S5.11.2<http://www.w3.org/TR/2003/WD-CSS21-20030915/selector.html#link-pseudo-classes>
# For example, in HTML 4.0, the link pseudo-classes apply
# to A elements with an "href" attribute.Thus, the
# following two CSS 2.1 declarations have similar effect:
#
#   a:link { color: red }
#   :link  { color: red }

This example seems a bit pointless. If it's got a point,
you need to point it out. Otherwise, take it out.

# Note. It is possible for stylesheet authors to abuse the
# :link and :visited pseudo-classes to determine which sites
# a user has visited without the user's consent. UAs may
# therefore treat all links as unvisited links, or implement
# other measures to preserve the user's privacy while
# rendering visited and unvisited links differently. See
# [P3P] for more information about handling privacy.

If you want to let UAs treat all links as unvisited, then
put that in the normative prose, not an informative note.
As for privacy concerns over :visited and :link, putting
that kind of a note in here seems like overkill to me.

Dynamic Pseudos
---------------

S5.11.3<http://www.w3.org/TR/2003/WD-CSS21-20030915/selector.html#dynamic-pseudo-classes>:
# Similarly, because A:active is placed after A:hover,
# the active color (lime) will apply when the user both
# activates and hovers over the A element.
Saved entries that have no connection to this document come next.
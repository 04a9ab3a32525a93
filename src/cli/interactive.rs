//! Interactive configuration editor built on dialoguer.

use std::path::Path;

use dialoguer::{theme::ColorfulTheme, Confirm, Input, Select};

use crate::types::config::{Config, DailyLimit, ProviderConfig, VoterStrategy};
use crate::types::requests::ProviderKind;
use crate::MagiResult;

/// Runs the configuration menu until the user saves or quits.
pub fn run_interactive_config(config_path: &Path) -> MagiResult<()> {
    let theme = ColorfulTheme::default();

    println!("\n🔧 MAGI Interactive Configuration\n");

    let mut config = if config_path.exists() {
        Config::load(config_path)?
    } else {
        println!("Creating a new configuration...\n");
        Config::default_config()
    };

    loop {
        let options = vec![
            "General",
            "Providers (OpenAI, Gemini, xAI, Anthropic)",
            "Consensus",
            "Judge",
            "Quota",
            "Save and exit",
            "Exit without saving",
        ];

        let selection = Select::with_theme(&theme)
            .with_prompt("What do you want to configure?")
            .items(&options)
            .default(0)
            .interact()?;

        match selection {
            0 => configure_general(&theme, &mut config)?,
            1 => configure_providers(&theme, &mut config)?,
            2 => configure_consensus(&theme, &mut config)?,
            3 => configure_judge(&theme, &mut config)?,
            4 => configure_quota(&theme, &mut config)?,
            5 => {
                if let Err(e) = config.validate() {
                    println!("\n✗ {}\n", e);
                    continue;
                }
                config.save(config_path)?;
                println!("\n✓ Configuration saved to: {}\n", config_path.display());
                break;
            }
            6 => {
                if Confirm::with_theme(&theme)
                    .with_prompt("Really exit without saving?")
                    .default(false)
                    .interact()?
                {
                    println!("\nExiting without saving.\n");
                    break;
                }
            }
            _ => {}
        }
    }

    Ok(())
}

fn configure_general(theme: &ColorfulTheme, config: &mut Config) -> MagiResult<()> {
    println!("\n📋 General\n");

    let log_levels = vec!["error", "warn", "info", "debug", "trace"];
    let current = log_levels
        .iter()
        .position(|&l| l == config.general.log_level)
        .unwrap_or(2);

    let level = Select::with_theme(theme)
        .with_prompt("Log level")
        .items(&log_levels)
        .default(current)
        .interact()?;
    config.general.log_level = log_levels[level].to_string();

    let log_formats = vec!["text", "json"];
    let current = log_formats
        .iter()
        .position(|&f| f == config.general.log_format)
        .unwrap_or(0);

    let format = Select::with_theme(theme)
        .with_prompt("Log format")
        .items(&log_formats)
        .default(current)
        .interact()?;
    config.general.log_format = log_formats[format].to_string();

    println!("\n✓ General settings updated.\n");
    Ok(())
}

fn configure_providers(theme: &ColorfulTheme, config: &mut Config) -> MagiResult<()> {
    println!("\n🤖 Providers\n");

    let mut items: Vec<&str> = ProviderKind::ALL.iter().map(|k| k.name()).collect();
    items.push("Back");

    loop {
        let selection = Select::with_theme(theme)
            .with_prompt("Which provider?")
            .items(&items)
            .default(0)
            .interact()?;

        match ProviderKind::ALL.get(selection) {
            Some(&kind) => configure_single_provider(theme, kind, config.providers.get_mut(kind))?,
            None => break,
        }
    }

    Ok(())
}

fn configure_single_provider(
    theme: &ColorfulTheme,
    kind: ProviderKind,
    provider: &mut ProviderConfig,
) -> MagiResult<()> {
    println!("\n⚙️  Configuring {}\n", kind.name());

    provider.enabled = Confirm::with_theme(theme)
        .with_prompt(format!("Query {} by default?", kind))
        .default(provider.enabled)
        .interact()?;

    let model: String = Input::with_theme(theme)
        .with_prompt("Default model")
        .default(provider.model.clone().unwrap_or_default())
        .allow_empty(true)
        .interact_text()?;
    provider.model = non_empty(model);

    let base_url: String = Input::with_theme(theme)
        .with_prompt("Base URL (empty for the vendor default)")
        .default(provider.base_url.clone().unwrap_or_default())
        .allow_empty(true)
        .interact_text()?;
    provider.base_url = non_empty(base_url);

    let api_key_env: String = Input::with_theme(theme)
        .with_prompt(format!("API key variable (empty for {})", kind.credential_env()))
        .default(provider.api_key_env.clone().unwrap_or_default())
        .allow_empty(true)
        .interact_text()?;
    provider.api_key_env = non_empty(api_key_env);

    println!("\n✓ {} configured.\n", kind);
    Ok(())
}

fn configure_consensus(theme: &ColorfulTheme, config: &mut Config) -> MagiResult<()> {
    println!("\n🤝 Consensus\n");

    let temperature: f64 = Input::with_theme(theme)
        .with_prompt("Default temperature")
        .default(config.consensus.temperature)
        .interact_text()?;
    config.consensus.temperature = temperature.max(0.0);

    let timeout_ms: u64 = Input::with_theme(theme)
        .with_prompt("Per-provider timeout (ms)")
        .default(config.consensus.timeout_ms)
        .interact_text()?;
    config.consensus.timeout_ms = timeout_ms.max(1);

    let max_tokens: u32 = Input::with_theme(theme)
        .with_prompt("Max output tokens (0 for vendor default)")
        .default(config.consensus.max_tokens.unwrap_or(0))
        .interact_text()?;
    config.consensus.max_tokens = (max_tokens > 0).then_some(max_tokens);

    let voters = vec!["exact (normalized text match)", "cluster (keyword overlap)"];
    let current = match config.consensus.voter {
        VoterStrategy::Exact => 0,
        VoterStrategy::Cluster => 1,
    };
    let voter = Select::with_theme(theme)
        .with_prompt("Vote strategy")
        .items(&voters)
        .default(current)
        .interact()?;
    config.consensus.voter = if voter == 0 {
        VoterStrategy::Exact
    } else {
        VoterStrategy::Cluster
    };

    if config.consensus.voter == VoterStrategy::Cluster {
        let threshold: f64 = Input::with_theme(theme)
            .with_prompt("Cluster similarity threshold (0-1)")
            .default(config.consensus.cluster_threshold)
            .interact_text()?;
        config.consensus.cluster_threshold = threshold.clamp(0.01, 1.0);
    }

    println!("\n✓ Consensus configured.\n");
    Ok(())
}

fn configure_judge(theme: &ColorfulTheme, config: &mut Config) -> MagiResult<()> {
    println!("\n⚖️  Judge\n");

    let providers: Vec<&str> = ProviderKind::ALL.iter().map(|k| k.name()).collect();
    let current = ProviderKind::ALL
        .iter()
        .position(|&k| k == config.judge.provider)
        .unwrap_or(0);

    let selection = Select::with_theme(theme)
        .with_prompt("Judge provider")
        .items(&providers)
        .default(current)
        .interact()?;
    config.judge.provider = ProviderKind::ALL[selection];

    let model: String = Input::with_theme(theme)
        .with_prompt("Judge model")
        .default(config.judge.model.clone())
        .interact_text()?;
    config.judge.model = model;

    let timeout_ms: u64 = Input::with_theme(theme)
        .with_prompt("Judge timeout (ms)")
        .default(config.judge.timeout_ms)
        .interact_text()?;
    config.judge.timeout_ms = timeout_ms.max(1);

    println!("\n✓ Judge configured.\n");
    Ok(())
}

fn configure_quota(theme: &ColorfulTheme, config: &mut Config) -> MagiResult<()> {
    println!("\n📊 Daily quota\n");

    config.quota.enabled = Confirm::with_theme(theme)
        .with_prompt("Enforce daily limits?")
        .default(config.quota.enabled)
        .interact()?;

    if !config.quota.enabled {
        println!("Quota disabled.\n");
        return Ok(());
    }

    for kind in ProviderKind::ALL {
        let current = config.quota.limits.get(kind);

        let requests: u64 = Input::with_theme(theme)
            .with_prompt(format!("{} requests per day (0 for unlimited)", kind))
            .default(current.map(|l| l.requests).unwrap_or(0))
            .interact_text()?;

        let limit = if requests == 0 {
            None
        } else {
            let tokens: u64 = Input::with_theme(theme)
                .with_prompt(format!("{} tokens per day", kind))
                .default(current.map(|l| l.tokens).unwrap_or(10_000))
                .interact_text()?;
            Some(DailyLimit::new(requests, tokens))
        };

        match kind {
            ProviderKind::OpenAi => config.quota.limits.openai = limit,
            ProviderKind::Gemini => config.quota.limits.gemini = limit,
            ProviderKind::Xai => config.quota.limits.xai = limit,
            ProviderKind::Anthropic => config.quota.limits.anthropic = limit,
        }
    }

    println!("\n✓ Quota configured.\n");
    Ok(())
}

fn non_empty(value: String) -> Option<String> {
    let trimmed = value.trim();
    (!trimmed.is_empty()).then(|| trimmed.to_string())
}

/// Prints a summary table of the configuration.
pub fn show_config_summary(config: &Config) {
    println!("\n📊 Configuration Summary\n");
    println!("┌─────────────────────────────────────────────────┐");
    println!("│ General                                         │");
    println!("├─────────────────────────────────────────────────┤");
    println!("│ Log level: {:<36} │", config.general.log_level);
    println!("│ Log format: {:<35} │", config.general.log_format);
    println!("├─────────────────────────────────────────────────┤");
    println!("│ Providers                                       │");
    println!("├─────────────────────────────────────────────────┤");
    for kind in ProviderKind::ALL {
        let provider = config.providers.get(kind);
        println!(
            "│ {:<10} {} {:<34} │",
            kind.name(),
            if provider.enabled { "✓" } else { "✗" },
            provider.model.as_deref().unwrap_or("-")
        );
    }
    println!("├─────────────────────────────────────────────────┤");
    println!("│ Consensus                                       │");
    println!("├─────────────────────────────────────────────────┤");
    println!("│ Voter: {:<40} │", config.consensus.voter.to_string());
    println!("│ Temperature: {:<34} │", config.consensus.temperature);
    println!("│ Timeout: {:<36}ms │", config.consensus.timeout_ms);
    println!(
        "│ Judge: {:<40} │",
        format!("{} / {}", config.judge.provider, config.judge.model)
    );
    println!("├─────────────────────────────────────────────────┤");
    println!("│ Quota                                           │");
    println!("├─────────────────────────────────────────────────┤");
    println!(
        "│ Enforced: {:<37} │",
        if config.quota.enabled { "Yes" } else { "No" }
    );
    if config.quota.enabled {
        for kind in ProviderKind::ALL {
            let limit = config
                .quota
                .limits
                .get(kind)
                .map(|l| format!("{} req / {} tokens", l.requests, l.tokens))
                .unwrap_or_else(|| "unlimited".to_string());
            println!("│ {:<10} {:<36} │", kind.name(), limit);
        }
    }
    println!("└─────────────────────────────────────────────────┘");
    println!();
}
will apply -> will take effect

# An element can be both ':visited' and ':active' (or
# ':link' and ':active') and the normal cascading rules
#  determine which properties apply.

which _style declarations_ apply

:first-line
-----------

This entire section takes the "fictional tag sequence" idea
a bit too literally. For example,

# the user agent could generate the appropriate start and
# end tags for SPAN when inserting the fictional tag
# sequence for :first-line.

No. You can't make the tags real, because then you wind up
with an obscure box model. Suppose, for example, I specify
span { border: 1px solid}. The border shouldn't indicate a
split in the span element at the end of the first line.

# The :first-line pseudo-element can only be attached to
# a block-level element.

elem            { display: block; }
elem:first-line { color: blue; }
elem.special    { display: inline; }

say what?

# A UA should act as if the fictional start tag of the
# first-line pseudo-element is just inside the smallest
# enclosing block-level element.

What do you mean, the "smallest enclosing block-level
element"?

If you're trying to say something about nesting (I'm
guessing based on the example), then *say* something
about nesting. E.g.
    :first-line pseudo-elements are nested in the
    same order as the elements themselves.